We must not underestimate the power of forgiveness and holy striving as the path to peace in the family. Consider the example of the hermit Abraham, who searched for years to find his niece, St. Mary the Harlot. He found her, forgave her, and brought her back to God’s fold.
Or ponder Alyosha Karamazov’s speech to some grieving children at a funeral, where he urges them, “Let us be, first and above all, kind, then honest and then let us never forget each other!”
Finally, we hear the words of the Apostle Paul, who implores believers: “Let each one of you in particular so love his own wife as himself, and let the wife see that she respects her husband. Children, obey your parents in the Lord, for this is right. ‘Honor your father and mother’ … And you, fathers, do not provoke your children to wrath, but bring them up in the training and admonition of the Lord.” (Ephesians, 5:33-6:2a, 4)
There are no guaranteed solutions in this world marred by sin, yet the words of the scriptures and examples from the lives of faithful people provide us with guidelines for building, promoting and restoring peace in the family.

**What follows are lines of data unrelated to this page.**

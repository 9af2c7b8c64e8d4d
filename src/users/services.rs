use tracing::{debug, info, instrument, warn};

use crate::error::{Error, ValidationError, ValidationErrors};
use crate::recipes::Recipe;
use crate::store::Store;
use crate::users::dto::{NewUser, UserDetails};
use crate::users::password::{hash_password, verify_password};
use crate::users::repo_types::{User, UserDraft};

/// Checks that `value` is non-empty and not taken by another user.
///
/// `current` is the id of the user being renamed; its own row does not
/// count as a conflict. The lookup and the later write are not atomic, so
/// the store's unique constraint has the final word.
pub async fn validate_username(
    store: &dyn Store,
    value: &str,
    current: Option<i64>,
) -> Result<(), Error> {
    if value.is_empty() {
        return Err(ValidationError::EmptyUsername.into());
    }
    if let Some(existing) = store.find_user_by_username(value).await? {
        if Some(existing.id()) != current {
            return Err(ValidationError::DuplicateUsername.into());
        }
    }
    Ok(())
}

pub fn validate_password(plain: &str) -> Result<(), ValidationError> {
    if plain.is_empty() {
        return Err(ValidationError::EmptyPassword);
    }
    Ok(())
}

impl User {
    /// Validates every field of `new`, hashes the password if one was given
    /// and inserts the user. Nothing is written when any check fails.
    #[instrument(skip(store, new), fields(username = %new.username))]
    pub async fn create(store: &dyn Store, new: NewUser) -> Result<User, Error> {
        let mut errors = ValidationErrors::default();
        errors.record(validate_username(store, &new.username, None).await)?;
        if let Some(plain) = new.password.as_deref() {
            if let Err(e) = validate_password(plain) {
                errors.push(e);
            }
        }
        if let Err(errors) = errors.into_result() {
            warn!(%errors, "user rejected");
            return Err(errors.into());
        }

        let password_hash = new.password.as_deref().map(hash_password).transpose()?;
        let draft = UserDraft {
            username: new.username,
            password_hash,
            image_url: new.image_url,
            bio: new.bio,
        };
        let user = store.insert_user(&draft).await?;
        info!(user_id = user.id(), "user created");
        Ok(user)
    }

    pub async fn find(store: &dyn Store, id: i64) -> Result<Option<User>, Error> {
        store.find_user(id).await
    }

    pub async fn find_by_username(store: &dyn Store, username: &str) -> Result<Option<User>, Error> {
        store.find_user_by_username(username).await
    }

    /// Replaces the stored hash. The change is persisted by `save`.
    pub fn set_password(&mut self, plain: &str) -> Result<(), Error> {
        validate_password(plain)?;
        self.replace_hash(hash_password(plain)?);
        debug!(user_id = self.id(), "password updated");
        Ok(())
    }

    /// Returns whether `plain` matches the stored credential.
    pub fn verify_password(&self, plain: &str) -> Result<bool, Error> {
        let hash = self.stored_hash().ok_or(ValidationError::PasswordNotSet)?;
        verify_password(plain, hash)
    }

    /// Renames the user after re-running the username checks. On failure
    /// the current name is kept.
    #[instrument(skip(self, store, username), fields(user_id = self.id()))]
    pub async fn set_username(
        &mut self,
        store: &dyn Store,
        username: impl Into<String>,
    ) -> Result<(), Error> {
        let username = username.into();
        if let Err(e) = validate_username(store, &username, Some(self.id())).await {
            warn!(error = %e, "rename rejected");
            return Err(e);
        }
        self.replace_username(username);
        Ok(())
    }

    /// Writes the current field values back to the store.
    pub async fn save(&self, store: &dyn Store) -> Result<(), Error> {
        store.update_user(self).await
    }

    /// Deletes the user and, through the cascade, every recipe it owns.
    #[instrument(skip(self, store), fields(user_id = self.id()))]
    pub async fn delete(self, store: &dyn Store) -> Result<(), Error> {
        if !store.delete_user(self.id()).await? {
            return Err(Error::NotFound {
                entity: "user",
                id: self.id(),
            });
        }
        info!("user deleted");
        Ok(())
    }

    /// Recipes owned by this user, ordered by id.
    pub async fn recipes(&self, store: &dyn Store) -> Result<Vec<Recipe>, Error> {
        store.list_recipes_by_user(self.id()).await
    }

    pub async fn details(self, store: &dyn Store) -> Result<UserDetails, Error> {
        let recipes = self.recipes(store).await?;
        Ok(UserDetails {
            user: self,
            recipes,
        })
    }
}

#[cfg(test)]
mod tests {
    use super::*;
    use crate::recipes::NewRecipe;
    use crate::store::MemoryStore;

    const INSTRUCTIONS: &str =
        "Chop the onions, sweat them in butter, add stock and simmer for twenty minutes.";

    #[tokio::test]
    async fn create_with_fresh_username_succeeds() {
        let store = MemoryStore::new();
        let user = User::create(&store, NewUser::new("chef1")).await.unwrap();
        assert_eq!(user.username(), "chef1");
        assert_eq!(user.image_url(), "");
        assert_eq!(user.bio(), "");
        assert!(!user.has_password());
        assert!(User::find(&store, user.id()).await.unwrap().is_some());
    }

    #[tokio::test]
    async fn duplicate_username_is_rejected() {
        let store = MemoryStore::new();
        User::create(&store, NewUser::new("chef1")).await.unwrap();
        let err = User::create(&store, NewUser::new("chef1")).await.unwrap_err();
        assert!(err.is_violation(&ValidationError::DuplicateUsername));
    }

    #[tokio::test]
    async fn empty_username_is_rejected() {
        let store = MemoryStore::new();
        let err = User::create(&store, NewUser::new("")).await.unwrap_err();
        assert!(err.is_violation(&ValidationError::EmptyUsername));
        assert!(User::find_by_username(&store, "").await.unwrap().is_none());
    }

    #[tokio::test]
    async fn null_or_missing_username_reaches_the_validator() {
        let store = MemoryStore::new();
        for body in [r#"{"username":null}"#, r#"{"bio":null}"#] {
            let new: NewUser = serde_json::from_str(body).expect("input should deserialize");
            assert_eq!(new.username, "");
            let err = User::create(&store, new).await.unwrap_err();
            assert!(err.is_violation(&ValidationError::EmptyUsername));
        }
    }

    #[tokio::test]
    async fn empty_password_and_username_are_both_reported() {
        let store = MemoryStore::new();
        let err = User::create(&store, NewUser::new("").password(""))
            .await
            .unwrap_err();
        let violations = err.violations().expect("validation error");
        assert_eq!(violations.len(), 2);
        assert!(violations.contains(&ValidationError::EmptyUsername));
        assert!(violations.contains(&ValidationError::EmptyPassword));
    }

    #[tokio::test]
    async fn chef_password_scenario() {
        let store = MemoryStore::new();
        let user = User::create(&store, NewUser::new("chef1").password("secret123"))
            .await
            .unwrap();
        assert!(user.verify_password("secret123").unwrap());
        assert!(!user.verify_password("wrong").unwrap());

        let reloaded = User::find_by_username(&store, "chef1").await.unwrap().unwrap();
        assert!(reloaded.verify_password("secret123").unwrap());
    }

    #[tokio::test]
    async fn verify_without_hash_fails() {
        let store = MemoryStore::new();
        let user = User::create(&store, NewUser::new("nopass")).await.unwrap();
        let err = user.verify_password("anything").unwrap_err();
        assert!(err.is_violation(&ValidationError::PasswordNotSet));
    }

    #[tokio::test]
    async fn set_password_rejects_empty_and_keeps_state() {
        let store = MemoryStore::new();
        let mut user = User::create(&store, NewUser::new("cook")).await.unwrap();
        let err = user.set_password("").unwrap_err();
        assert!(err.is_violation(&ValidationError::EmptyPassword));
        assert!(!user.has_password());

        user.set_password("new-secret").unwrap();
        user.save(&store).await.unwrap();
        let reloaded = User::find(&store, user.id()).await.unwrap().unwrap();
        assert!(reloaded.verify_password("new-secret").unwrap());
    }

    #[tokio::test]
    async fn serialized_user_hides_hash_and_recipes_hide_owner() {
        let store = MemoryStore::new();
        let user = User::create(&store, NewUser::new("chef1").password("secret123"))
            .await
            .unwrap();
        Recipe::create(&store, NewRecipe::new("Soup", INSTRUCTIONS, user.id()))
            .await
            .unwrap();

        let debug = format!("{user:?}");
        assert!(debug.contains("<redacted>"));
        assert!(!debug.contains("argon2"));

        let json = serde_json::to_value(user.details(&store).await.unwrap()).unwrap();
        assert_eq!(json["username"], "chef1");
        assert!(json.get("password_hash").is_none());
        let recipes = json["recipes"].as_array().unwrap();
        assert_eq!(recipes.len(), 1);
        assert!(recipes[0].get("user").is_none());
    }

    #[tokio::test]
    async fn rename_revalidates() {
        let store = MemoryStore::new();
        User::create(&store, NewUser::new("taken")).await.unwrap();
        let mut user = User::create(&store, NewUser::new("mine")).await.unwrap();

        let err = user.set_username(&store, "taken").await.unwrap_err();
        assert!(err.is_violation(&ValidationError::DuplicateUsername));
        assert_eq!(user.username(), "mine");

        let err = user.set_username(&store, "").await.unwrap_err();
        assert!(err.is_violation(&ValidationError::EmptyUsername));

        // keeping the current name is not a conflict
        user.set_username(&store, "mine").await.unwrap();
        user.set_username(&store, "renamed").await.unwrap();
        user.set_bio("Soups mostly.");
        user.save(&store).await.unwrap();

        let reloaded = User::find_by_username(&store, "renamed").await.unwrap().unwrap();
        assert_eq!(reloaded.bio(), "Soups mostly.");
        assert!(User::find_by_username(&store, "mine").await.unwrap().is_none());
    }

    #[tokio::test]
    async fn delete_cascades_to_recipes() {
        let store = MemoryStore::new();
        let owner = User::create(&store, NewUser::new("owner")).await.unwrap();
        let other = User::create(&store, NewUser::new("other")).await.unwrap();
        for title in ["Soup", "Stew"] {
            Recipe::create(&store, NewRecipe::new(title, INSTRUCTIONS, owner.id()))
                .await
                .unwrap();
        }
        let kept = Recipe::create(&store, NewRecipe::new("Salad", INSTRUCTIONS, other.id()))
            .await
            .unwrap();

        let owner_id = owner.id();
        assert_eq!(owner.recipes(&store).await.unwrap().len(), 2);
        owner.delete(&store).await.unwrap();

        assert!(User::find(&store, owner_id).await.unwrap().is_none());
        assert!(store.list_recipes_by_user(owner_id).await.unwrap().is_empty());
        assert!(Recipe::find(&store, kept.id()).await.unwrap().is_some());
    }

    #[tokio::test]
    async fn deleting_twice_reports_not_found() {
        let store = MemoryStore::new();
        let user = User::create(&store, NewUser::new("ghost")).await.unwrap();
        let copy = user.clone();
        user.delete(&store).await.unwrap();
        let err = copy.delete(&store).await.unwrap_err();
        assert!(matches!(err, Error::NotFound { entity: "user", .. }));
    }
}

Greg Cook is a writer who lives in the Puget Sound region of Washington State with his wife Mary and their two cats, Benedick and Beatrice. He is a member of St. Paul Antiochian Orthodox Church in Brier, Washington. He works in a library, and has been a teacher, dishwasher, newspaper reporter, cook in the U.S. Navy and a musician. His writing has appeared in a number of publications including Parabola. He has been an OPF member since 2001.
The image is from a Byzantine marriage belt made in Constantinople in the sixth or seventh century; from John Meyendorff’s book, Marriage (St. Vladimir’s Seminary Press); the Greek inscription means, “From God, concord, grace and health.”